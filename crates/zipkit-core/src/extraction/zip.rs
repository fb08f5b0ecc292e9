//! ZIP archive extraction.
//!
//! Every entry name is checked by [`PathGuard`] before anything is written
//! for it, and the first escaping entry aborts the whole extraction. File
//! contents are streamed into a [`StagedFile`] beside the target so a failed
//! or wrongly keyed entry never leaves partial plaintext on disk.

use crate::ArchiveError;
use crate::ExtractionReport;
use crate::ProgressCallback;
use crate::Result;
use crate::extraction::config::ExtractionConfig;
use crate::io::StagedFile;
use crate::security::PathGuard;
use crate::types::DestDir;
use std::fs;
use std::fs::File;
use std::io;
use std::io::BufReader;
use std::io::Read;
use std::io::Seek;
use std::io::Write;
use std::path::Path;
use std::time::Instant;
use zip::ZipArchive;
use zip::result::ZipError;

const S_IFMT: u32 = 0o170_000;
const S_IFLNK: u32 = 0o120_000;

/// Metadata of one entry, read from the central directory.
#[derive(Debug)]
struct EntryInfo {
    name: String,
    is_dir: bool,
    encrypted: bool,
    unix_mode: Option<u32>,
}

impl EntryInfo {
    fn is_symlink(&self) -> bool {
        self.unix_mode.is_some_and(|mode| mode & S_IFMT == S_IFLNK)
    }
}

/// Extracts the ZIP archive at `source` into `dest`.
///
/// Entries are processed in central-directory order. Existing files are
/// overwritten. Symlink entries are skipped with a warning.
///
/// # Examples
///
/// ```no_run
/// use std::path::Path;
/// use zipkit_core::NoopProgress;
/// use zipkit_core::extraction::ExtractionConfig;
/// use zipkit_core::extraction::read_archive;
/// use zipkit_core::types::DestDir;
///
/// # fn main() -> Result<(), Box<dyn std::error::Error>> {
/// let dest = DestDir::create("/tmp/output")?;
/// let report = read_archive(
///     Path::new("archive.zip"),
///     &dest,
///     &ExtractionConfig::default(),
///     &mut NoopProgress,
/// )?;
/// println!("Extracted {} files", report.files_extracted);
/// # Ok(())
/// # }
/// ```
///
/// # Errors
///
/// - `SourceNotFound` if the archive does not exist
/// - `CorruptArchive` if the container is malformed or a plain entry fails
///   its CRC check
/// - `ZipSlipDetected` if an entry resolves outside `dest`
/// - `WrongPassword` if an encrypted entry has no password or the password
///   does not match
/// - `DecryptionFailed` if encrypted data fails authentication
/// - `ReadFailed` / `WriteFailed` on I/O errors
pub fn read_archive(
    source: &Path,
    dest: &DestDir,
    config: &ExtractionConfig,
    progress: &mut dyn ProgressCallback,
) -> Result<ExtractionReport> {
    config.validate()?;
    let start = Instant::now();

    let file = File::open(source).map_err(|err| {
        if err.kind() == io::ErrorKind::NotFound {
            ArchiveError::SourceNotFound {
                path: source.to_path_buf(),
            }
        } else {
            ArchiveError::ReadFailed {
                path: source.to_path_buf(),
                source: err,
            }
        }
    })?;
    let mut archive = ZipArchive::new(BufReader::new(file))
        .map_err(|e| ArchiveError::from_zip_read(e, source))?;

    let guard = PathGuard::new(dest.clone());
    let mut report = ExtractionReport::new();
    let mut buffer = vec![0u8; config.buffer_size];
    let total_entries = archive.len();

    for index in 0..total_entries {
        let info = entry_info(&mut archive, index, source)?;
        let entry_path = Path::new(&info.name);
        progress.on_entry_start(entry_path, total_entries, index + 1);

        let target = guard.guard(&info.name)?;

        // A file entry that resolves to the root itself (`a/..`) would be
        // staged in the root's parent.
        if !info.is_dir && target == guard.root() {
            log::warn!("rejecting file entry at the destination root: {:?}", info.name);
            return Err(ArchiveError::ZipSlipDetected {
                entry: info.name.clone(),
            });
        }

        if info.is_symlink() {
            log::warn!("skipping symlink entry {:?}", info.name);
            report.entries_skipped += 1;
            report.add_warning(format!("Skipped symlink: {}", info.name));
        } else if info.is_dir {
            fs::create_dir_all(&target).map_err(|e| write_failed(&target, e))?;
            report.directories_created += 1;
        } else {
            let written = extract_file(
                &mut archive,
                index,
                &info,
                &target,
                source,
                config,
                &mut buffer,
                progress,
            )?;
            report.files_extracted += 1;
            report.bytes_written += written;
            if info.encrypted {
                report.entries_decrypted += 1;
            }
        }

        log::debug!("extracted {:?}", info.name);
        progress.on_entry_complete(entry_path);
    }

    report.duration = start.elapsed();
    progress.on_complete();

    log::info!(
        "extracted {} into {} ({} files, {} directories)",
        source.display(),
        dest.as_path().display(),
        report.files_extracted,
        report.directories_created
    );

    Ok(report)
}

fn entry_info<R: Read + Seek>(
    archive: &mut ZipArchive<R>,
    index: usize,
    source: &Path,
) -> Result<EntryInfo> {
    let file = archive
        .by_index_raw(index)
        .map_err(|e| ArchiveError::from_zip_read(e, source))?;

    Ok(EntryInfo {
        name: file.name().to_string(),
        is_dir: file.is_dir(),
        encrypted: file.encrypted(),
        unix_mode: file.unix_mode(),
    })
}

#[allow(clippy::too_many_arguments)]
fn extract_file<R: Read + Seek>(
    archive: &mut ZipArchive<R>,
    index: usize,
    info: &EntryInfo,
    target: &Path,
    source: &Path,
    config: &ExtractionConfig,
    buffer: &mut [u8],
    progress: &mut dyn ProgressCallback,
) -> Result<u64> {
    if let Some(parent) = target.parent() {
        fs::create_dir_all(parent).map_err(|e| write_failed(parent, e))?;
    }

    let mut staged = StagedFile::new(target).map_err(|e| write_failed(target, e))?;

    let written = if info.encrypted {
        let password = config
            .encryption
            .password()
            .ok_or_else(|| ArchiveError::WrongPassword {
                entry: info.name.clone(),
            })?;
        let mut reader = archive
            .by_index_decrypt(index, password.as_bytes())
            .map_err(|e| open_failed(e, info, source))?;
        copy_entry(&mut reader, &mut staged, info, source, buffer, progress)?
    } else {
        let mut reader = archive
            .by_index(index)
            .map_err(|e| open_failed(e, info, source))?;
        copy_entry(&mut reader, &mut staged, info, source, buffer, progress)?
    };

    if config.preserve_permissions {
        restore_permissions(staged.temp_path(), info.unix_mode)?;
    }

    staged.commit().map_err(|e| write_failed(target, e))?;
    Ok(written)
}

/// Streams entry data into `out`.
fn copy_entry(
    reader: &mut impl Read,
    out: &mut StagedFile,
    info: &EntryInfo,
    source: &Path,
    buffer: &mut [u8],
    progress: &mut dyn ProgressCallback,
) -> Result<u64> {
    let mut bytes_written = 0u64;
    loop {
        let bytes_read = reader
            .read(buffer)
            .map_err(|e| stream_failed(e, info, source))?;
        if bytes_read == 0 {
            break;
        }
        out.write_all(&buffer[..bytes_read])
            .map_err(|e| write_failed(out.target(), e))?;
        bytes_written += bytes_read as u64;
        progress.on_bytes_written(bytes_read as u64);
    }
    Ok(bytes_written)
}

#[cfg(unix)]
fn restore_permissions(path: &Path, mode: Option<u32>) -> Result<()> {
    use crate::security::sanitize_permissions;
    use std::os::unix::fs::PermissionsExt;

    if let Some(mode) = mode {
        fs::set_permissions(path, fs::Permissions::from_mode(sanitize_permissions(mode)))
            .map_err(|e| write_failed(path, e))?;
    }
    Ok(())
}

#[cfg(not(unix))]
fn restore_permissions(_path: &Path, _mode: Option<u32>) -> Result<()> {
    Ok(())
}

fn write_failed(path: &Path, source: io::Error) -> ArchiveError {
    ArchiveError::WriteFailed {
        path: path.to_path_buf(),
        source,
    }
}

/// Maps an error from opening an entry for reading.
fn open_failed(err: ZipError, info: &EntryInfo, source: &Path) -> ArchiveError {
    match err {
        ZipError::InvalidPassword => ArchiveError::WrongPassword {
            entry: info.name.clone(),
        },
        other => ArchiveError::from_zip_read(other, source),
    }
}

/// Maps an I/O error raised while decompressing (and decrypting) an entry.
fn stream_failed(err: io::Error, info: &EntryInfo, source: &Path) -> ArchiveError {
    if info.encrypted {
        return ArchiveError::DecryptionFailed {
            entry: info.name.clone(),
            source: err,
        };
    }

    match err.kind() {
        io::ErrorKind::InvalidData | io::ErrorKind::UnexpectedEof => {
            ArchiveError::corrupt(format!("entry {}: {err}", info.name))
        }
        _ => ArchiveError::ReadFailed {
            path: source.to_path_buf(),
            source: err,
        },
    }
}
* * * *
● **Activity**
What lines of the material above contain "const"? Return each of them.

● **Result of this exercise**
const S_IFMT: u32 = 0o170_000;
const S_IFLNK: u32 = 0o120_000;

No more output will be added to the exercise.